中性子回折による蛋白質単結晶の構造解析

Neutron diffraction experiments for protein

栗原 和男; 岡崎 伸生; 黒木 良太

Kurihara, Kazuo; Okazaki, Nobuo; Kuroki, Ryota

中性子を結晶構造解析に応用すれば、物質中の水素などの軽原子の識別、存在の有無や位置の決定が容易にできる。生命現象の中で蛋白質や水和水中の水素原子の果たす役割は大変重要である。この分野での中性子結晶構造解析では、弱い線源強度を補い効率の良い測定を可能にするための回折装置や試料調製・結晶化技術の開発が成されてきた。日本では、中性子イメージングプレートを検出器として用いた単結晶中性子回折装置BIX-3, BIX-4が建設され、X線データからは予測困難な水素原子位置の決定,水素結合配置の詳細,水和水の持つ配向自由度の様式などの研究に貢献してきた。一方、X線回折との相補的な利用も進み、最近ではX線との同時構造精密化法を用いた創薬標的蛋白質に対する中性子構造解析から、その酵素反応機構の解明や水素がかかわる特殊な立体構造の観察に成功してきている。得られた水素・水和構造の情報は、世界初の生体水素水和水データベースに集約され、水素情報の統計的な様相が解析可能になっている。海外を含め、新たな回折装置,試料調製・結晶化技術や解析手法の開発への取り組みは現在もなお進められており、水素含めた機能解明や研究機会のさらなる拡大を目指している。

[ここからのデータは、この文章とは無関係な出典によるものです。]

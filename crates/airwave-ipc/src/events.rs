//! Change notifications sent from the supervisor to the control plane.

use serde::{Deserialize, Serialize};

use crate::diagnosis::Diagnosis;
use crate::state::StreamStatus;
use crate::types::StreamSnapshot;

/// Events the supervisor publishes to subscribers.
#[derive(Debug, Clone, Serialize, Deserialize)]
pub enum SupervisorEvent {
    /// A stream was accepted and entered `Starting`.
    Added {
        /// Stream id.
        id: String,

        /// Initial snapshot.
        snapshot: Box<StreamSnapshot>,
    },

    /// A stream changed status.
    StatusChanged {
        /// Stream id.
        id: String,

        /// Previous status.
        previous: StreamStatus,

        /// Current status.
        current: StreamStatus,

        /// Snapshot taken right after the transition.
        snapshot: Box<StreamSnapshot>,
    },

    /// A stream's encoder failed and was classified.
    Diagnosed {
        /// Stream id.
        id: String,

        /// The new diagnosis.
        diagnosis: Diagnosis,
    },

    /// A terminal stream left the active set; its id may be reused.
    Removed {
        /// Stream id.
        id: String,
    },
}

impl SupervisorEvent {
    /// Id of the stream the event concerns.
    pub fn stream_id(&self) -> &str {
        match self {
            Self::Added { id, .. }
            | Self::StatusChanged { id, .. }
            | Self::Diagnosed { id, .. }
            | Self::Removed { id } => id,
        }
    }
}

Crystallographic analysis using neutron diffraction allows identification and position determination of light atoms like hydrogen. This method has been used for three-dimensional structure determination of organic compounds as well as macromolecules like protein. Hydrogen atoms in proteins, as well as those in solvent molecules, play significant roles in many naturally occurring processes, such as catalytic function and molecular recognition. In the field of neutron crystallography novel diffractometers and techniques for preparation and crystallization of target samples has been developed to complement the low flux of neutron sources to permit higher measurement performance. In Japan, single-crystal diffractometers named BIX-3 and BIX-4 were constructed with Neutron Imaging Plates as a detector. These diffractometers have contributed to the investigation of hydrogen-related molecular structures; for example, determination of hydrogen atom positions which are difficult to predict based on X-ray structure data, precise configuration of hydrogen bonds, and the orientation degree of freedom of hydration water molecules. On the other hand, a complementary application of neutron diffraction with X-ray diffraction has also been developed. Using a joint structure refinement method with X-ray diffraction data, elucidation of an enzymatic reaction mechanism and observation of a particular atomic configuration including hydrogen atoms were successfully achieved in neutron crystallographic studies of drug-discovery-target proteins. The information obtained from these neutron analyses has been consolidated into a database called Hydrogen and Hydration Database for Biomolecules which permits the analysis of key statistical information. In Japan as well as overseas, efforts to acquire higher measurement performance are now in progress to further investigate mechanisms involving hydrogen atoms, and to increase the application of neutron crystallographic studies.